▸ INSTRUCTIONS TO FOLLOW
Starting with the line that contains "stored.log_summary();" and stopping after the line that contains "data.test = Some(load_matrix(path)?);", return each line below exactly as written, with no others.

▸ DATA SUPPLIED
* * *

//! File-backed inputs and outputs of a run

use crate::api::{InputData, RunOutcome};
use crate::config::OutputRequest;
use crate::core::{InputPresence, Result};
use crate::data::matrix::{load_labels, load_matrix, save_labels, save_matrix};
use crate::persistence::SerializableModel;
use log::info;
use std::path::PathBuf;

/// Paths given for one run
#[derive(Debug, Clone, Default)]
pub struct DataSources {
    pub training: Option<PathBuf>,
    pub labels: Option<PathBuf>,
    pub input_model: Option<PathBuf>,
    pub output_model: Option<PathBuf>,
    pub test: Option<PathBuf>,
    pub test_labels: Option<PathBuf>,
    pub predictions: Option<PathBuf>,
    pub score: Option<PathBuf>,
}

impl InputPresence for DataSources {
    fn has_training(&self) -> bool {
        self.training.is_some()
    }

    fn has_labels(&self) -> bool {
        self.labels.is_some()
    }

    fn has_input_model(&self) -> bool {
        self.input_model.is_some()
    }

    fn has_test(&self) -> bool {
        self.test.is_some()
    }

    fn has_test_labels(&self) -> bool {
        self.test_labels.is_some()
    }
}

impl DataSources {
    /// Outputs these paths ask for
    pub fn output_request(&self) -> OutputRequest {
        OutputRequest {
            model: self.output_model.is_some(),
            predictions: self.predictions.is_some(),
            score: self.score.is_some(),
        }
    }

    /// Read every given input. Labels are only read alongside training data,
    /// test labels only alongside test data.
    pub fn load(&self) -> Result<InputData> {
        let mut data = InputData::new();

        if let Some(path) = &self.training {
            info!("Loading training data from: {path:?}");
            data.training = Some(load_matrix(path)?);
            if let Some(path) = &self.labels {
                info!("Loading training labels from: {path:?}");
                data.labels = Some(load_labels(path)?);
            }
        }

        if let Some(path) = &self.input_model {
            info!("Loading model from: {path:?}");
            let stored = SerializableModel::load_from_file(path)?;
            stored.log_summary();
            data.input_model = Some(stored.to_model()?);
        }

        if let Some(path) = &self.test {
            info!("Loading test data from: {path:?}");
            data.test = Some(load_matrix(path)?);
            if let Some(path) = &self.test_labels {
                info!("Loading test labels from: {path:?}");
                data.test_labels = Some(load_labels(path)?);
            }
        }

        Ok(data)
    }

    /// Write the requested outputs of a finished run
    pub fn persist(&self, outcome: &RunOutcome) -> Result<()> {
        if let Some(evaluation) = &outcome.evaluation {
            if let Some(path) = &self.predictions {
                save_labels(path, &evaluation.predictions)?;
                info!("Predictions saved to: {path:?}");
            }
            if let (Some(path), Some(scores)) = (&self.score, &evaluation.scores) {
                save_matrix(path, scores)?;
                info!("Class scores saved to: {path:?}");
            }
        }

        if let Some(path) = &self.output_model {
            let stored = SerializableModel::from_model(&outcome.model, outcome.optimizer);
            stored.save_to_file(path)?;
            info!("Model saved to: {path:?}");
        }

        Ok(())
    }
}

* * *

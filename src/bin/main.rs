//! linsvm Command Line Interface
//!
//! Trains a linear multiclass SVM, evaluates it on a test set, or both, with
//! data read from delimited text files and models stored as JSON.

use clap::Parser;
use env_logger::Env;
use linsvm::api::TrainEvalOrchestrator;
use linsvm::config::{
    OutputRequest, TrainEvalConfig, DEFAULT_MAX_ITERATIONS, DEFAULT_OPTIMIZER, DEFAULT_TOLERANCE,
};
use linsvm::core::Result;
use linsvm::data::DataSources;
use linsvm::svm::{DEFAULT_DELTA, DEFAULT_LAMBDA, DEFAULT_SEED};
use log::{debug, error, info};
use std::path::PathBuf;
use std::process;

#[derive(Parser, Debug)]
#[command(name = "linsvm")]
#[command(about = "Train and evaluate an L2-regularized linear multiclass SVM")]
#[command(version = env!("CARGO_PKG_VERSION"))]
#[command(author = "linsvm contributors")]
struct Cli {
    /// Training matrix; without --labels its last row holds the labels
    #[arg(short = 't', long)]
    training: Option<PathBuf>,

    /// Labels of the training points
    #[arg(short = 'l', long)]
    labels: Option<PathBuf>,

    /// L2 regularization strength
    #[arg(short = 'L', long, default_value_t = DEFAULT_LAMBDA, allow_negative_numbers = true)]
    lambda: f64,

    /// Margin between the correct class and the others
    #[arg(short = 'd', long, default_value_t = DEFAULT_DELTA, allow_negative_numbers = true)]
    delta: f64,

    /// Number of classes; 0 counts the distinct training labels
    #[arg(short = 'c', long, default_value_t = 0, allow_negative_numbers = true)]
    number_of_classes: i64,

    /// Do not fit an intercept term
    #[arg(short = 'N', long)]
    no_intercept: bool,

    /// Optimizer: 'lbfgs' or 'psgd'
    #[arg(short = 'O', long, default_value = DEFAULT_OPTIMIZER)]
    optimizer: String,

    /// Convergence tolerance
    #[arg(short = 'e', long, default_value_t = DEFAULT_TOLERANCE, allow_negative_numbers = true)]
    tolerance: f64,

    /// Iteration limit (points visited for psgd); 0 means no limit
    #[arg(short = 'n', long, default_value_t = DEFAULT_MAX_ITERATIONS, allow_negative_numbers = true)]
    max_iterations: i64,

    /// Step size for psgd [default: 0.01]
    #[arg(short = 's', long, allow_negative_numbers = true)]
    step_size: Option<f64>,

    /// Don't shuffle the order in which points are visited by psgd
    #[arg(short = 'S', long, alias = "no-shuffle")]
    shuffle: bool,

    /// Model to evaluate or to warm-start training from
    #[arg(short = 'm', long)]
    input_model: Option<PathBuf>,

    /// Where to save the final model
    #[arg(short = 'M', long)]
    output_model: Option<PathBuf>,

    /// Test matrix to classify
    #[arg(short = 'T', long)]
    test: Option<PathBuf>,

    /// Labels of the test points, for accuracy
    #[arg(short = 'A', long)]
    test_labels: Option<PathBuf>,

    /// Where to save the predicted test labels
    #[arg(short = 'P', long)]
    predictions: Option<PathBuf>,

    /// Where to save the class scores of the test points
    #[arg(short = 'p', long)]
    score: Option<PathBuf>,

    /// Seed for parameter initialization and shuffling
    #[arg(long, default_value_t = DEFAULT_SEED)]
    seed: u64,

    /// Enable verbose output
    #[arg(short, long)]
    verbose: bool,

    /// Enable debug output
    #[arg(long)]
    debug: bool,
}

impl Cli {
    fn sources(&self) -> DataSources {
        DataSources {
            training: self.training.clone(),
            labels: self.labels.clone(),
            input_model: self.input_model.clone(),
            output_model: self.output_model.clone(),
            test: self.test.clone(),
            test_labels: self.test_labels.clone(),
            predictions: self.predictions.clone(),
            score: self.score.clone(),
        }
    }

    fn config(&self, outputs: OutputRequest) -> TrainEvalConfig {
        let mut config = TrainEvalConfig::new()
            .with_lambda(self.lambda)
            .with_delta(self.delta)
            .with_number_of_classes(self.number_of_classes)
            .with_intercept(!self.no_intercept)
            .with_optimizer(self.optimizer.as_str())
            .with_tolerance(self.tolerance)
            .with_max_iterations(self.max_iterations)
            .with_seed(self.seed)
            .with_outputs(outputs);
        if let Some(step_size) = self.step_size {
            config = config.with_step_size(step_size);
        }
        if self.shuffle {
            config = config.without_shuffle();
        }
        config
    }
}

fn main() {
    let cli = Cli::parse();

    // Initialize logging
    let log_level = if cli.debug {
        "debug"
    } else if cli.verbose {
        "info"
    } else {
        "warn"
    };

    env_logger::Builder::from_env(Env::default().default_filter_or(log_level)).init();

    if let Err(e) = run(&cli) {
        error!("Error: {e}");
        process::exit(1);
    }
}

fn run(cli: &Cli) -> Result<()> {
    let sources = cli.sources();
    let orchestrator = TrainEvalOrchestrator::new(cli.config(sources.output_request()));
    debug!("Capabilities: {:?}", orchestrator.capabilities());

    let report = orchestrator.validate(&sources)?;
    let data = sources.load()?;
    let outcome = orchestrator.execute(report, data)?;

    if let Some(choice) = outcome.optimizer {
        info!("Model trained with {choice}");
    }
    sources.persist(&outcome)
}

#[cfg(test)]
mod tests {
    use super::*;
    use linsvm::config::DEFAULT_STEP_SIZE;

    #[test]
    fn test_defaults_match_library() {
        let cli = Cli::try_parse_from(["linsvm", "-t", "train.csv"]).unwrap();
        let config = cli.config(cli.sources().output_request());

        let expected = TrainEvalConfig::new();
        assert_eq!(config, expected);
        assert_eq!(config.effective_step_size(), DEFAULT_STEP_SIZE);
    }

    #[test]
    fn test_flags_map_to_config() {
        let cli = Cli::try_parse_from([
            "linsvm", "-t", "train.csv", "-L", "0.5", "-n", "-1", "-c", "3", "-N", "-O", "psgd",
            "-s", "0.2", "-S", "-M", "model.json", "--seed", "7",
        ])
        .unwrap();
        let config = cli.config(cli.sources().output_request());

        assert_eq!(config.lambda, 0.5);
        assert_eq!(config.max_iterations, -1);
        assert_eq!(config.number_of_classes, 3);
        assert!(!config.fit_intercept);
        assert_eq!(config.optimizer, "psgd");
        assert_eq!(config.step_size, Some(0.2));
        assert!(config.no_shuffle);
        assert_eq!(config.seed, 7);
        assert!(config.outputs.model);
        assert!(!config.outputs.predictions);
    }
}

* * *

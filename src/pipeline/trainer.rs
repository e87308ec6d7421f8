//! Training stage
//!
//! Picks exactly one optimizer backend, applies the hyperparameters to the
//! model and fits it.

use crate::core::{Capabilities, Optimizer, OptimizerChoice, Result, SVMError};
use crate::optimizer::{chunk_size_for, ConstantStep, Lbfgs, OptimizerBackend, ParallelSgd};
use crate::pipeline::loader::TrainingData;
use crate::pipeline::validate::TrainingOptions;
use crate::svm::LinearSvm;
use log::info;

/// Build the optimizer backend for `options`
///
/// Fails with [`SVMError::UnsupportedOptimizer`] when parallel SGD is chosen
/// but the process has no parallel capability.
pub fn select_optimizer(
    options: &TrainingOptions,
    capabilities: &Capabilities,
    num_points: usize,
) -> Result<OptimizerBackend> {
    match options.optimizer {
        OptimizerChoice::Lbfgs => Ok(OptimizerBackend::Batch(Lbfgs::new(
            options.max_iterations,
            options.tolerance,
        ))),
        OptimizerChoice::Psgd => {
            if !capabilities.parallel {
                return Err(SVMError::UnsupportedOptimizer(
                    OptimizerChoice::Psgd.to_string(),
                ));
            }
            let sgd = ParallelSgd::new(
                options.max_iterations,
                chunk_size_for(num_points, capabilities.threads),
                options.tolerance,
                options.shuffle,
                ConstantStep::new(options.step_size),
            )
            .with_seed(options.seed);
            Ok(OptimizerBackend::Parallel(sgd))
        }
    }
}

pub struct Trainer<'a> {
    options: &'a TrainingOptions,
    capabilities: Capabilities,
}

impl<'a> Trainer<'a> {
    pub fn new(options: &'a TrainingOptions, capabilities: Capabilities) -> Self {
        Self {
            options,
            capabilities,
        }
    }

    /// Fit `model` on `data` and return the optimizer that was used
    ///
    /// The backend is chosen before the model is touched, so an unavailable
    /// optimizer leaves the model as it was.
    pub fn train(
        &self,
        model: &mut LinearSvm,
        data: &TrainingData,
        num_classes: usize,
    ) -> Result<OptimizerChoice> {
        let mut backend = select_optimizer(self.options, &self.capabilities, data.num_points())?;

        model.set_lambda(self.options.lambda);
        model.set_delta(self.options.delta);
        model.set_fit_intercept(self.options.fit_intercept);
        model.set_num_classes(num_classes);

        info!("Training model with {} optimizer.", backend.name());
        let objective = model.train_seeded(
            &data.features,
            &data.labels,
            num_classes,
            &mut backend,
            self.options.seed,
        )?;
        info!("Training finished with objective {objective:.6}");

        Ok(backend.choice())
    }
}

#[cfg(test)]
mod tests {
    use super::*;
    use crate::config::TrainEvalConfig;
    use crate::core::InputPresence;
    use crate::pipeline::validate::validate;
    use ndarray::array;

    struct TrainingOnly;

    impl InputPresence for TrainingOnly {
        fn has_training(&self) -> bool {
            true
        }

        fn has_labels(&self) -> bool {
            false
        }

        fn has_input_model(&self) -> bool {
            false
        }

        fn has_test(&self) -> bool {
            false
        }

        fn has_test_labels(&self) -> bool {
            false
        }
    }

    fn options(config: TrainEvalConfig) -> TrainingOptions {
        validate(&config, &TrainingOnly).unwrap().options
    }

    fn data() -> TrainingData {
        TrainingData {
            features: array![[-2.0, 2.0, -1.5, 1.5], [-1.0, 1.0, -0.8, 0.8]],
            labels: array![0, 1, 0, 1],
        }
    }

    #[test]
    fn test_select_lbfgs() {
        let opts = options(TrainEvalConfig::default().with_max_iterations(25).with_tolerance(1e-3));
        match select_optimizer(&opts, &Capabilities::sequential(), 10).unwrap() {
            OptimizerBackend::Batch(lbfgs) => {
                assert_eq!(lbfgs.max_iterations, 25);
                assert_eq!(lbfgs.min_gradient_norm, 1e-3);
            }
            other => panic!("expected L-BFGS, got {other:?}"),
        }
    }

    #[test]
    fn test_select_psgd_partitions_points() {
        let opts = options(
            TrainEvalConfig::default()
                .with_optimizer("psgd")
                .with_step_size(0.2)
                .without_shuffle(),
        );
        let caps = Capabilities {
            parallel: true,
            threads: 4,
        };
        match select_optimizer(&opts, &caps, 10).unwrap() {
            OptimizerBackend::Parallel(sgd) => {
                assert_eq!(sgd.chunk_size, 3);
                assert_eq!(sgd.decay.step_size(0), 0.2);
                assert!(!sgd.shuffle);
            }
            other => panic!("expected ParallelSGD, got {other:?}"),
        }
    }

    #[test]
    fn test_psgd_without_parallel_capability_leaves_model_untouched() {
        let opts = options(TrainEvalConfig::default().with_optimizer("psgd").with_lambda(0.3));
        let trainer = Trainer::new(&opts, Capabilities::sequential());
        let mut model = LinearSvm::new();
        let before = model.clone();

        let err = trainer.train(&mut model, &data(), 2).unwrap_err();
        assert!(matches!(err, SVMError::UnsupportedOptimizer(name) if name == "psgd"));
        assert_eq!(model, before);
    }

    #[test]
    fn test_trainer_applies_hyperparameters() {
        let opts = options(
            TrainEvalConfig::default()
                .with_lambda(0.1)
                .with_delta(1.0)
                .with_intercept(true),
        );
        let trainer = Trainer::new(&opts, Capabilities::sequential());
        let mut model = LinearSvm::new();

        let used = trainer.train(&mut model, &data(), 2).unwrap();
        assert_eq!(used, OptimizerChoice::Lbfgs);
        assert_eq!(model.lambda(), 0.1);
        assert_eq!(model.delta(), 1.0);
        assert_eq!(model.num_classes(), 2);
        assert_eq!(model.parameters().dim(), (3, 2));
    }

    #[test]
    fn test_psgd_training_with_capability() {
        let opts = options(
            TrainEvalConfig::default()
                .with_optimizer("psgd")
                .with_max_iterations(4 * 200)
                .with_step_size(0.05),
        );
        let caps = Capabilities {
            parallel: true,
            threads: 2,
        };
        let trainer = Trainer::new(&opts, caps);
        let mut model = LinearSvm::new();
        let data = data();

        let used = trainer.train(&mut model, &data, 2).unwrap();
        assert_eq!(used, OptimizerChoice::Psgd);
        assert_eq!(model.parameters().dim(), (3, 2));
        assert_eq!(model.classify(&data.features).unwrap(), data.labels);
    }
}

* * *

▸ EXERCISE SOLUTION
            stored.log_summary();
            data.input_model = Some(stored.to_model()?);
        }

        if let Some(path) = &self.test {
            info!("Loading test data from: {path:?}");
            data.test = Some(load_matrix(path)?);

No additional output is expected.